C/EBPalpha induces PU.1 and interacts with AP-1 and NF-kappaB to regulate myeloid development

Abstract

C/EBPalpha and PU.1 are key regulators of early myeloid development. Mice lacking C/EBPalpha or PU.1 have reduced granulocytes and monocytes. Consistent with a model in which induction of PU.1 by C/EBPalpha contributes to monocyte lineage specification, mice with reduced PU.1 have diminished monocytes but retain granulocytes, C/EBPalpha directly activates PU.1 gene transcription, and exogenous C/EBPalpha increases monocytic lineage commitment from bipotential myeloid progenitors.

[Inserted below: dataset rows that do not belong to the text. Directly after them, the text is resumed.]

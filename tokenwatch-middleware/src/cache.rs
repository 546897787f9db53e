//! Cache-backed [`Snapshot`] storage.

use std::sync::Arc;
use std::time::Duration;

use async_trait::async_trait;
use moka::future::Cache;
use tokenwatch_types::{AggError, CacheConfig, Snapshot, Token};
#[cfg(feature = "tracing")]
use tracing::warn;

const ALL_KEY: &str = "tokens:all";

fn token_key(address: &str) -> String {
    format!("token:{}", address.to_lowercase())
}

/// Abstraction over the external key-value cache the Snapshot Store writes
/// through. Lets tests exercise the cache-unavailable paths without a real
/// backend.
#[async_trait]
pub trait CacheBackend: Send + Sync {
    async fn set(&self, key: String, value: String) -> Result<(), AggError>;
    async fn get(&self, key: &str) -> Result<Option<String>, AggError>;
}

/// [`CacheBackend`] on top of an in-process [`moka::future::Cache`] with a
/// fixed time-to-live applied uniformly to every entry.
pub struct MokaBackend {
    cache: Cache<String, String>,
}

impl MokaBackend {
    #[must_use]
    pub fn new(ttl: Duration) -> Self {
        Self {
            cache: Cache::builder().time_to_live(ttl).build(),
        }
    }
}

#[async_trait]
impl CacheBackend for MokaBackend {
    async fn set(&self, key: String, value: String) -> Result<(), AggError> {
        self.cache.insert(key, value).await;
        Ok(())
    }

    async fn get(&self, key: &str) -> Result<Option<String>, AggError> {
        Ok(self.cache.get(key).await)
    }
}

/// Cache-backed store for the current [`Snapshot`] and the first
/// `per_token_cache_cap` of its tokens, each under its own key.
///
/// Every entry carries the same TTL; there is no explicit invalidation. A
/// cache-unavailable error on `put` aborts the write (the Scheduler keeps
/// serving the previous snapshot); a cache-unavailable error on `get`/
/// `get_token` is treated as a miss.
pub struct SnapshotStore {
    backend: Arc<dyn CacheBackend>,
    per_token_cache_cap: usize,
}

impl SnapshotStore {
    #[must_use]
    pub fn new(backend: Arc<dyn CacheBackend>, per_token_cache_cap: usize) -> Self {
        Self {
            backend,
            per_token_cache_cap,
        }
    }

    /// Build the default Moka-backed store from [`CacheConfig`].
    #[must_use]
    pub fn with_moka(config: &CacheConfig, per_token_cache_cap: usize) -> Self {
        Self::new(Arc::new(MokaBackend::new(config.ttl)), per_token_cache_cap)
    }

    /// Write `tokens:all` plus a `token:<address>` entry for the first
    /// `per_token_cache_cap` tokens. Propagates the first write failure.
    pub async fn put(&self, snapshot: &Snapshot) -> Result<(), AggError> {
        let serialized = serde_json::to_string(snapshot)
            .map_err(|e| AggError::CacheUnavailable(e.to_string()))?;
        self.backend.set(ALL_KEY.to_string(), serialized).await?;

        for token in snapshot.tokens.iter().take(self.per_token_cache_cap) {
            let serialized = serde_json::to_string(token)
                .map_err(|e| AggError::CacheUnavailable(e.to_string()))?;
            self.backend
                .set(token_key(&token.address), serialized)
                .await?;
        }
        Ok(())
    }

    /// Fetch the current snapshot, if present and still within its TTL.
    pub async fn get(&self) -> Result<Option<Snapshot>, AggError> {
        match self.backend.get(ALL_KEY).await {
            Ok(Some(raw)) => Ok(serde_json::from_str(&raw).ok()),
            Ok(None) => Ok(None),
            Err(_err) => {
                #[cfg(feature = "tracing")]
                warn!(error = %_err, "snapshot store unavailable, treating get() as miss");
                Ok(None)
            }
        }
    }

    /// Fetch a single token by address from the per-token cache only; does
    /// not fall back to the full snapshot (the Read API owns that).
    pub async fn get_token(&self, address: &str) -> Result<Option<Token>, AggError> {
        match self.backend.get(&token_key(address)).await {
            Ok(Some(raw)) => Ok(serde_json::from_str(&raw).ok()),
            Ok(None) => Ok(None),
            Err(_err) => {
                #[cfg(feature = "tracing")]
                warn!(error = %_err, "snapshot store unavailable, treating get_token() as miss");
                Ok(None)
            }
        }
    }
}

#[cfg(test)]
mod tests {
    use std::collections::HashMap;
    use std::sync::Mutex;

    use chrono::Utc;

    use super::*;

    struct FailingBackend;

    #[async_trait]
    impl CacheBackend for FailingBackend {
        async fn set(&self, _key: String, _value: String) -> Result<(), AggError> {
            Err(AggError::CacheUnavailable("down".to_string()))
        }

        async fn get(&self, _key: &str) -> Result<Option<String>, AggError> {
            Err(AggError::CacheUnavailable("down".to_string()))
        }
    }

    struct InMemoryBackend {
        entries: Mutex<HashMap<String, String>>,
    }

    impl InMemoryBackend {
        fn new() -> Self {
            Self {
                entries: Mutex::new(HashMap::new()),
            }
        }
    }

    #[async_trait]
    impl CacheBackend for InMemoryBackend {
        async fn set(&self, key: String, value: String) -> Result<(), AggError> {
            self.entries.lock().unwrap().insert(key, value);
            Ok(())
        }

        async fn get(&self, key: &str) -> Result<Option<String>, AggError> {
            Ok(self.entries.lock().unwrap().get(key).cloned())
        }
    }

    fn empty_snapshot() -> Snapshot {
        Snapshot::new(Vec::new(), Utc::now())
    }

    #[tokio::test]
    async fn put_propagates_cache_unavailable() {
        let store = SnapshotStore::new(Arc::new(FailingBackend), 100);
        assert!(matches!(
            store.put(&empty_snapshot()).await,
            Err(AggError::CacheUnavailable(_))
        ));
    }

    #[tokio::test]
    async fn get_treats_backend_failure_as_a_miss() {
        let store = SnapshotStore::new(Arc::new(FailingBackend), 100);
        assert_eq!(store.get().await.unwrap(), None);
        assert_eq!(store.get_token("0xabc").await.unwrap(), None);
    }

    #[tokio::test]
    async fn round_trips_through_an_in_memory_backend() {
        let store = SnapshotStore::new(Arc::new(InMemoryBackend::new()), 100);
        let snapshot = empty_snapshot();
        store.put(&snapshot).await.unwrap();
        let fetched = store.get().await.unwrap().unwrap();
        assert_eq!(fetched.tokens.len(), snapshot.tokens.len());
    }

    #[tokio::test]
    async fn per_token_cache_cap_limits_individual_token_entries() {
        let store = SnapshotStore::new(Arc::new(InMemoryBackend::new()), 1);
        let mut snapshot = empty_snapshot();
        let mut a = sample_token("0xaaa");
        let mut b = sample_token("0xbbb");
        a.volume_24h = rust_decimal::Decimal::from(2);
        b.volume_24h = rust_decimal::Decimal::from(1);
        snapshot.tokens = vec![a, b];
        store.put(&snapshot).await.unwrap();
        assert!(store.get_token("0xaaa").await.unwrap().is_some());
        assert!(store.get_token("0xbbb").await.unwrap().is_none());
    }

    fn sample_token(address: &str) -> Token {
        Token {
            address: address.to_string(),
            name: "name".to_string(),
            ticker: "TKR".to_string(),
            price: rust_decimal::Decimal::ONE,
            change_1h: rust_decimal::Decimal::ZERO,
            change_6h: rust_decimal::Decimal::ZERO,
            change_24h: rust_decimal::Decimal::ZERO,
            change_pct_24h: rust_decimal::Decimal::ZERO,
            market_cap: rust_decimal::Decimal::ZERO,
            market_cap_change_24h: rust_decimal::Decimal::ZERO,
            market_cap_change_pct_24h: rust_decimal::Decimal::ZERO,
            volume_24h: rust_decimal::Decimal::ZERO,
            high_24h: rust_decimal::Decimal::ZERO,
            low_24h: rust_decimal::Decimal::ZERO,
            circulating_supply: rust_decimal::Decimal::ZERO,
            total_supply: rust_decimal::Decimal::ZERO,
            liquidity: rust_decimal::Decimal::ZERO,
            transaction_count_24h: 0,
            dex: String::new(),
            dex_url: String::new(),
            ath: rust_decimal::Decimal::ZERO,
            ath_change_pct: rust_decimal::Decimal::ZERO,
            ath_date: None,
            atl: rust_decimal::Decimal::ZERO,
            atl_change_pct: rust_decimal::Decimal::ZERO,
            atl_date: None,
            roi: None,
            sources: Default::default(),
            rank: None,
            image: None,
            last_updated: Utc::now(),
            is_merged: false,
        }
    }
}
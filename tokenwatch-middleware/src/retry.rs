//! Exponential backoff with full jitter around any fallible async call.

use std::future::Future;
use std::time::Duration;

use rand::Rng;
use tokenwatch_types::{AggError, RetryConfig};

/// Delay before attempt `k` (1-indexed, `k >= 2`): `base_delay * 2^(k-2) + U[0, 1s)`.
fn backoff_delay(base_delay: Duration, attempt: u32) -> Duration {
    debug_assert!(attempt >= 2);
    let exponent = attempt - 2;
    let scaled = base_delay.saturating_mul(1u32.checked_shl(exponent).unwrap_or(u32::MAX));
    let jitter = Duration::from_secs_f64(rand::rng().random_range(0.0..1.0));
    scaled.saturating_add(jitter)
}

/// Run `f` up to `config.max_attempts` times, waiting `backoff_delay` between
/// attempts. Returns the last error verbatim once attempts are exhausted.
///
/// Short-circuits immediately (no further attempts) when the error is not
/// retryable per [`AggError::is_retryable`].
pub async fn retry<T, F, Fut>(config: RetryConfig, mut f: F) -> Result<T, AggError>
where
    F: FnMut() -> Fut,
    Fut: Future<Output = Result<T, AggError>>,
{
    let mut attempt = 1;
    loop {
        match f().await {
            Ok(value) => return Ok(value),
            Err(err) if attempt >= config.max_attempts || !err.is_retryable() => return Err(err),
            Err(_err) => {
                attempt += 1;
                tokio::time::sleep(backoff_delay(config.base_delay, attempt)).await;
            }
        }
    }
}
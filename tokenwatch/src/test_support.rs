//! Shared test-only helpers used across this crate's unit tests.

use std::collections::HashMap;
use std::sync::Mutex;

use async_trait::async_trait;
use tokenwatch_middleware::CacheBackend;
use tokenwatch_types::AggError;

/// An always-available in-memory [`CacheBackend`], for tests that need a
/// [`tokenwatch_middleware::SnapshotStore`] without a real cache.
pub struct InMemoryCacheBackend {
    entries: Mutex<HashMap<String, String>>,
}

impl InMemoryCacheBackend {
    #[must_use]
    pub fn new() -> Self {
        Self {
            entries: Mutex::new(HashMap::new()),
        }
    }
}

impl Default for InMemoryCacheBackend {
    fn default() -> Self {
        Self::new()
    }
}

#[async_trait]
impl CacheBackend for InMemoryCacheBackend {
    async fn set(&self, key: String, value: String) -> Result<(), AggError> {
        self.entries.lock().expect("poisoned").insert(key, value);
        Ok(())
    }

    async fn get(&self, key: &str) -> Result<Option<String>, AggError> {
        Ok(self.entries.lock().expect("poisoned").get(key).cloned())
    }
}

In addition to C/EBPalpha, AP-1 proteins also have the capacity to induce monocytic maturation. C/EBPalpha:c-Jun or C/EBPalpha:c-Fos leucine zipper heterodimers induce monopoiesis more potently than C/EBPalpha or c-Jun homodimers or c-Fos:c-Jun heterodimers. C/EBPs and NF-kappaB cooperatively regulate numerous genes during the inflammatory response. The C/EBPalpha basic region interacts with NF-kappaB p50, but not p65, to induce bcl-2, and this interaction may be relevant to myeloid cell survival and development.

Figure 1

Model for the role of C/EBPα in myeloid lineage commitment. In this model, C/EBPα induces PU.1 in the CMP to specify the GMP. Further induction of PU.1 in cooperation with AP-1, monocytic cytokine signals and potentially additional transcription factors specifies the monocyte lineage. In the presence of C/EBPα and alternative cytokine signals and transcription factors, PU.1 is not further induced and the GMP is directed to granulocytic development.